So we want to start off, we’re going to go over a few different scriptures here with you guys that, that to, to kind of really cover some bullet points that are super important here because there are many different ways that your children are potentially exposed to confusing ideology, confusing philosophies, confusing ideas, confusing agendas, if you will. You could call them many different things, confusing issues of the day. Current events, people use different terminology to describe all these different things. But really what it comes down to is that we know that we have we have three enemies, right? We have our flesh, right? The temptation to sin. We have the world, the secular fallen world, and the temptation of the world. And then we have the enemy, the devil, we have Satan. And the Bible gives us some different verses throughout Scripture that will describe who He is in character. We’re not going to dive in deep into that, but but I do think that there is an important thing that needs to be said here. I was just talking to a mom about this in an app and messaging the other day. She was like, I don’t really think I know very much about my enemy. And I went, You know what? I think a lot of Christians don’t. And a lot of times Christians I don’t know if you’ve ever heard this before.

I’ve heard this many times. Well, I don’t want to give the devil any power, so I don’t want to talk about him. And I’m sorry, talking about him actually doesn’t give him power. That’s a lie from the enemy because he doesn’t want to be talked about. He doesn’t want to be exposed for the liar that he is, for the schemer that he is. The agenda that he has to that set to steal, kill and destroy. Right. Like he doesn’t want to be exposed. He likes lurking in darkness. We know this from First John, where God says that we as children of light need to walk in the light as God is in the light and expose darkness. Right? Because then it has no power of us. There is no bondage. It’s when we hide that sins have power in our life. And so as believers, when we think about all of Scripture and we think about who Lucifer was in Genesis, we think about the different things that God has said in His Word that give us insight into his character. We as Christians need to be wise. We need to understand that he has certain character traits and a schemer is one of those things. Right? We know this from Ephesians six where where God is saying to be able to withstand the devil’s schemes, the flaming arrows of the evil one.

So we know that he’s like an archer with arrows, right? Otherwise, why would that even be in scripture? And so when we’re reading these different verses and we’re talking about things, it’s important to go, Wow, God is so good that He is warning us about our enemies so that we can be strategic and prepare our children so that they can be strategic and be able to discern, to be able to obey. Where God says, be aware, be alert, be aware, be alert of false teachers that are going to confuse your kids or deceive them. Be aware and alert of the enemy. Right. So here’s John. Chapter eight, verse 44, actually, before we dive into verse 40 for the part that’s just before I really want to encourage you to read it. It’s too much for me to read here in the podcast, but this whole section, Jesus is basically like saying there’s a difference between being a child of God and being a child of the devil. And he’s literally telling them, like, if you were truly like the sons of Abraham, this is not what Abraham did. So listen to this. In verse 44, it says, You are of your father, the devil, and your will is to do your father’s desires.

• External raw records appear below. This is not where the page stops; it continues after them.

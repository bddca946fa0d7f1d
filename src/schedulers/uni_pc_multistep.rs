// Copyright 2022-2023 pyke.io
//
// Licensed under the Apache License, Version 2.0 (the "License");
// you may not use this file except in compliance with the License.
// You may obtain a copy of the License at
//
// 	http://www.apache.org/licenses/LICENSE-2.0
//
// Unless required by applicable law or agreed to in writing, software
// distributed under the License is distributed on an "AS IS" BASIS,
// WITHOUT WARRANTIES OR CONDITIONS OF ANY KIND, either express or implied.
// See the License for the specific language governing permissions and
// limitations under the License.

use anyhow::Context;
use ndarray::{Array1, Array4, ArrayView4};
use rand::Rng;

use super::{alphas_cumprod, build_betas, BetaSchedule, DiffusionScheduler, SchedulerOptimizedDefaults, SchedulerPredictionType, SchedulerStepOutput};

/// The B(h) function of the UniPC framework.
#[derive(Default, Debug, Clone, PartialEq, Eq)]
pub enum UniPCVariant {
	/// `B(h) = h`.
	Bh1,
	/// `B(h) = expm1(h)`. Recommended for guided sampling.
	#[default]
	Bh2
}

/// Additional configuration for the [`UniPCMultistepScheduler`].
#[derive(Debug, Clone)]
pub struct UniPCMultistepSchedulerConfig {
	/// The order of the corrector (and of the predictor at convergence); can be `1`, `2`, or `3`.
	/// We recommend `solver_order: 2` for guided sampling.
	pub solver_order: usize,
	/// The B(h) function; see [`UniPCVariant`].
	pub variant: UniPCVariant,
	/// Whether to use lower-order solvers in the final steps, stabilizing few-step sampling.
	pub lower_order_final: bool
}

impl Default for UniPCMultistepSchedulerConfig {
	fn default() -> Self {
		Self {
			solver_order: 2,
			variant: UniPCVariant::Bh2,
			lower_order_final: true
		}
	}
}

/// [UniPC][unipc] is a unified predictor-corrector framework for fast sampling of diffusion
/// models: each step first corrects the previous sample with the freshly available model output,
/// then predicts the next sample, reusing a history of data predictions like
/// [DPM-Solver++](super::DPMSolverMultistepScheduler).
///
/// [unipc]: https://arxiv.org/abs/2302.04867
#[derive(Clone)]
pub struct UniPCMultistepScheduler {
	alphas_cumprod: Array1<f32>,
	alpha_t: Array1<f32>,
	sigma_t: Array1<f32>,
	lambda_t: Array1<f32>,
	init_noise_sigma: f32,
	timesteps: Array1<f32>,
	num_train_timesteps: usize,
	num_inference_steps: Option<usize>,
	config: UniPCMultistepSchedulerConfig,
	prediction_type: SchedulerPredictionType,
	model_outputs: Vec<Option<Array4<f32>>>,
	timestep_list: Vec<Option<usize>>,
	lower_order_nums: usize,
	last_sample: Option<Array4<f32>>,
	this_order: usize
}

impl Default for UniPCMultistepScheduler {
	fn default() -> Self {
		Self::new(1000, 0.0001, 0.02, &BetaSchedule::Linear, &SchedulerPredictionType::Epsilon, None).unwrap()
	}
}

impl UniPCMultistepScheduler {
	/// Creates a new instance of the scheduler.
	///
	/// # Parameters
	/// - **`num_train_timesteps`**: number of diffusion steps used to train the model.
	/// - **`beta_start`**: the starting `beta` value of inference.
	/// - **`beta_end`**: the final `beta` value.
	/// - **`beta_schedule`**: the beta schedule, a mapping from a beta range to a sequence of betas
	///   for stepping the model; see [`BetaSchedule`]
	/// - **`prediction_type`**: the output prediction type; see [`SchedulerPredictionType`]
	///
	/// # Errors
	/// Errors if the train timestep count or beta range is degenerate (a zero train
	/// timestep count, a non-normal or inverted beta range), or if `solver_order` is not 1, 2, or 3.
	pub fn new(
		num_train_timesteps: usize,
		beta_start: f32,
		beta_end: f32,
		beta_schedule: &BetaSchedule,
		prediction_type: &SchedulerPredictionType,
		config: Option<UniPCMultistepSchedulerConfig>
	) -> anyhow::Result<Self> {
		let config = config.unwrap_or_default();
		if !(1..=3).contains(&config.solver_order) {
			anyhow::bail!("solver_order ({}) must be 1, 2, or 3", config.solver_order);
		}

		let betas = build_betas(num_train_timesteps, beta_start, beta_end, beta_schedule)?;
		let alphas_cumprod = alphas_cumprod(&betas);

		let alpha_t = alphas_cumprod.map(|f| f.sqrt());
		let sigma_t = alphas_cumprod.map(|f| (1.0 - f).sqrt());
		let lambda_t = alpha_t.map(|f| f.ln()) - sigma_t.map(|f| f.ln());

		let timesteps = Array1::linspace(num_train_timesteps as f32 - 1.0, 0.0, num_train_timesteps).map(|f| f.round());

		Ok(Self {
			alphas_cumprod,
			alpha_t,
			sigma_t,
			lambda_t,
			init_noise_sigma: 1.0,
			timesteps,
			num_inference_steps: None,
			num_train_timesteps,
			prediction_type: *prediction_type,
			model_outputs: vec![None; config.solver_order],
			timestep_list: vec![None; config.solver_order],
			lower_order_nums: 0,
			last_sample: None,
			this_order: config.solver_order,
			config
		})
	}

	/// Converts the model output to the data prediction (`x_0`) the UniPC updates integrate.
	fn convert_model_output(&self, model_output: ArrayView4<'_, f32>, timestep: usize, sample: ArrayView4<'_, f32>) -> Array4<f32> {
		let (alpha_t, sigma_t) = (self.alpha_t[timestep], self.sigma_t[timestep]);
		match self.prediction_type {
			SchedulerPredictionType::Epsilon => (&sample - sigma_t * &model_output) / alpha_t,
			SchedulerPredictionType::Sample => model_output.to_owned(),
			SchedulerPredictionType::VPrediction => alpha_t * &sample - sigma_t * &model_output
		}
	}

	/// The shared UniP/UniC setup: timestep ratios `r_k`, scaled differences `D1_k`, the Taylor
	/// coefficient vector `b`, and the step size `h` between λ(s0) and λ(t).
	#[allow(clippy::type_complexity)]
	fn update_coefficients(&self, t: usize, order: usize) -> (Vec<f32>, Vec<Array4<f32>>, Vec<f32>, f32) {
		let s0 = self.timestep_list[self.timestep_list.len() - 1].unwrap();
		let m0 = self.model_outputs[self.model_outputs.len() - 1].as_ref().unwrap();
		let h = self.lambda_t[t] - self.lambda_t[s0];

		let mut rks = Vec::with_capacity(order);
		let mut d1s = Vec::with_capacity(order - 1);
		for i in 1..order {
			let si = self.timestep_list[self.timestep_list.len() - 1 - i].unwrap();
			let mi = self.model_outputs[self.model_outputs.len() - 1 - i].as_ref().unwrap();
			let rk = (self.lambda_t[si] - self.lambda_t[s0]) / h;
			rks.push(rk);
			d1s.push((mi - m0) / rk);
		}
		rks.push(1.0);

		// data prediction integrates exp(-λ), so the expansion is in hh = -h
		let hh = -h;
		let h_phi_1 = hh.exp_m1();
		let b_h = match self.config.variant {
			UniPCVariant::Bh1 => hh,
			UniPCVariant::Bh2 => hh.exp_m1()
		};

		let mut b = Vec::with_capacity(order);
		let mut h_phi_k = h_phi_1 / hh - 1.0;
		let mut factorial_i = 1.0_f32;
		for i in 1..=order {
			b.push(h_phi_k * factorial_i / b_h);
			factorial_i *= (i + 1) as f32;
			h_phi_k = h_phi_k / hh - 1.0 / factorial_i;
		}

		(rks, d1s, b, h)
	}

	/// The UniP update: predicts the sample at `prev_timestep` from the model-output history.
	fn unified_predictor_update(&self, sample: ArrayView4<'_, f32>, prev_timestep: usize, order: usize) -> Array4<f32> {
		let s0 = self.timestep_list[self.timestep_list.len() - 1].unwrap();
		let m0 = self.model_outputs[self.model_outputs.len() - 1].as_ref().unwrap();
		let (rks, d1s, b, h) = self.update_coefficients(prev_timestep, order);

		let (alpha_t, sigma_t, sigma_s0) = (self.alpha_t[prev_timestep], self.sigma_t[prev_timestep], self.sigma_t[s0]);
		let h_phi_1 = (-h).exp_m1();
		let b_h = match self.config.variant {
			UniPCVariant::Bh1 => -h,
			UniPCVariant::Bh2 => (-h).exp_m1()
		};

		let x_t_ = (sigma_t / sigma_s0) * &sample - (alpha_t * h_phi_1) * m0;
		if d1s.is_empty() {
			return x_t_;
		}

		// for the predictor, the last Taylor row is dropped, leaving an (order-1)-unknown system;
		// at order 2 this collapses to the closed-form coefficient 1/2
		let rhos_p = if order == 2 {
			vec![0.5]
		} else {
			solve_lower_system(&rks[..order - 1], &b[..order - 1])
		};

		let mut pred_res: Array4<f32> = Array4::zeros(m0.raw_dim());
		for (rho, d1) in rhos_p.iter().zip(d1s.iter()) {
			pred_res = pred_res + *rho * d1;
		}
		x_t_ - (alpha_t * b_h) * pred_res
	}

	/// The UniC update: corrects the current sample using the model output evaluated at it.
	fn unified_corrector_update(
		&self,
		this_model_output: &Array4<f32>,
		this_timestep: usize,
		last_sample: &Array4<f32>,
		order: usize
	) -> Array4<f32> {
		let s0 = self.timestep_list[self.timestep_list.len() - 1].unwrap();
		let m0 = self.model_outputs[self.model_outputs.len() - 1].as_ref().unwrap();
		let (rks, d1s, b, h) = self.update_coefficients(this_timestep, order);

		let (alpha_t, sigma_t, sigma_s0) = (self.alpha_t[this_timestep], self.sigma_t[this_timestep], self.sigma_t[s0]);
		let h_phi_1 = (-h).exp_m1();
		let b_h = match self.config.variant {
			UniPCVariant::Bh1 => -h,
			UniPCVariant::Bh2 => (-h).exp_m1()
		};

		let rhos_c = if order == 1 { vec![0.5] } else { solve_lower_system(&rks, &b) };

		let x_t_ = (sigma_t / sigma_s0) * last_sample - (alpha_t * h_phi_1) * m0;
		let d1_t = this_model_output - m0;

		let mut corr_res: Array4<f32> = Array4::zeros(m0.raw_dim());
		for (rho, d1) in rhos_c.iter().zip(d1s.iter()) {
			corr_res = corr_res + *rho * d1;
		}
		x_t_ - (alpha_t * b_h) * (corr_res + rhos_c[rhos_c.len() - 1] * d1_t)
	}
}

/// Solves the Vandermonde-structured system `R x = b` with `R[i][k] = rks[k]^i`, by Gaussian
/// elimination with partial pivoting. The system is at most 3x3.
fn solve_lower_system(rks: &[f32], b: &[f32]) -> Vec<f32> {
	let n = b.len();
	let mut m = vec![vec![0.0_f32; n + 1]; n];
	for (i, row) in m.iter_mut().enumerate() {
		for k in 0..n {
			row[k] = rks[k].powi(i as i32);
		}
		row[n] = b[i];
	}

	for col in 0..n {
		let pivot = (col..n).max_by(|&a, &b| m[a][col].abs().partial_cmp(&m[b][col].abs()).unwrap()).unwrap();
		m.swap(col, pivot);
		for row in col + 1..n {
			let factor = m[row][col] / m[col][col];
			for k in col..=n {
				m[row][k] -= factor * m[col][k];
			}
		}
	}

	let mut x = vec![0.0_f32; n];
	for row in (0..n).rev() {
		let mut acc = m[row][n];
		for k in row + 1..n {
			acc -= m[row][k] * x[k];
		}
		x[row] = acc / m[row][row];
	}
	x
}

impl DiffusionScheduler for UniPCMultistepScheduler {
	fn scale_model_input(&mut self, sample: ArrayView4<'_, f32>, _: f32) -> Array4<f32> {
		sample.to_owned()
	}

	fn set_timesteps(&mut self, num_inference_steps: usize) {
		self.num_inference_steps = Some(num_inference_steps);
		self.timesteps = Array1::linspace(self.num_train_timesteps as f32 - 1.0, 0.0, num_inference_steps).map(|f| f.round());
		self.model_outputs = vec![None; self.config.solver_order];
		self.timestep_list = vec![None; self.config.solver_order];
		self.lower_order_nums = 0;
		self.last_sample = None;
		self.this_order = self.config.solver_order;
	}

	fn step<R: Rng + ?Sized>(&mut self, model_output: ArrayView4<'_, f32>, timestep: f32, sample: ArrayView4<'_, f32>, _: &mut R) -> SchedulerStepOutput {
		let step_index = self
			.timesteps
			.iter()
			.position(|&p| p == timestep)
			.with_context(|| format!("timestep out of this scheduler's bounds: {timestep}"))
			.unwrap();
		let timestep = timestep as usize;

		let model_output_convert = self.convert_model_output(model_output, timestep, sample);

		// correct the sample produced by the previous step's predictor, now that the model has been
		// evaluated at it
		let sample = if step_index > 0 && self.last_sample.is_some() {
			let last_sample = self.last_sample.take().unwrap();
			self.unified_corrector_update(&model_output_convert, timestep, &last_sample, self.this_order)
		} else {
			sample.to_owned()
		};

		for i in 0..self.config.solver_order - 1 {
			self.model_outputs[i] = self.model_outputs[i + 1].take();
			self.timestep_list[i] = self.timestep_list[i + 1].take();
		}
		let m_len = self.model_outputs.len();
		self.model_outputs[m_len - 1] = Some(model_output_convert);
		self.timestep_list[m_len - 1] = Some(timestep);

		let prev_timestep = if step_index == self.timesteps.len() - 1 {
			0
		} else {
			self.timesteps[step_index + 1] as usize
		};

		let mut this_order = self.config.solver_order;
		if self.config.lower_order_final {
			this_order = this_order.min(self.timesteps.len() - step_index);
		}
		self.this_order = this_order.min(self.lower_order_nums + 1);

		let prev_sample = self.unified_predictor_update(sample.view(), prev_timestep, self.this_order);

		if self.lower_order_nums < self.config.solver_order {
			self.lower_order_nums += 1;
		}
		self.last_sample = Some(sample);

		SchedulerStepOutput {
			prev_sample,
			pred_original_sample: None
		}
	}

	fn add_noise(&mut self, original_samples: ArrayView4<'_, f32>, noise: ArrayView4<'_, f32>, timestep: f32) -> Array4<f32> {
		let timestep = timestep as usize;
		self.alphas_cumprod[timestep].sqrt() * &original_samples + (1.0 - self.alphas_cumprod[timestep]).sqrt() * &noise
	}

	fn timesteps(&self) -> ndarray::ArrayView1<'_, f32> {
		self.timesteps.view()
	}

	fn init_noise_sigma(&self) -> f32 {
		self.init_noise_sigma
	}

	fn len(&self) -> usize {
		self.num_train_timesteps
	}
}

impl SchedulerOptimizedDefaults for UniPCMultistepScheduler {
	fn stable_diffusion_v1_optimized_default() -> anyhow::Result<Self>
	where
		Self: Sized
	{
		Self::new(1000, 0.00085, 0.012, &BetaSchedule::ScaledLinear, &SchedulerPredictionType::Epsilon, Some(UniPCMultistepSchedulerConfig::default()))
	}
}

#[cfg(test)]
mod tests {
	use super::solve_lower_system;

	#[test]
	fn solves_small_systems() {
		// R = [[1, 1], [0.5, 1]], b = [1.5, 1.25] -> x = [0.5, 1.0]
		let x = solve_lower_system(&[0.5, 1.0], &[1.5, 1.25]);
		assert!((x[0] - 0.5).abs() < 1e-5);
		assert!((x[1] - 1.0).abs() < 1e-5);
	}
}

He was a murderer from the beginning, and he does not stand in the truth because there is no truth in him. This is telling us about the devil. There is no truth in him. He’s out to murder. We can see these different character qualities of the devil, which are terrible character qualities. It says when he lies, he speaks out of his own character. See, God is saying Satan has character. He’s speaking out of his own character when he’s speaking of lies, for he is a liar and the father of lies. But because I tell the truth, you do not believe me which one of you convicts me of sin? And then he continues on. This is a really important passage of Scripture. I really hope that parents actually study this with their children. Isaac Because it’s important if God, if Jesus himself is saying this and one of the Gospels and He is telling us to be and he’s doing this for our good you guys, he’s warning us that Satan is a liar. He’s a father of lies. There is no lying in God. There cannot be. There is no sin in God. And so if you were to lay those to people before your children, they would clearly go, Well, I want to be on God’s team.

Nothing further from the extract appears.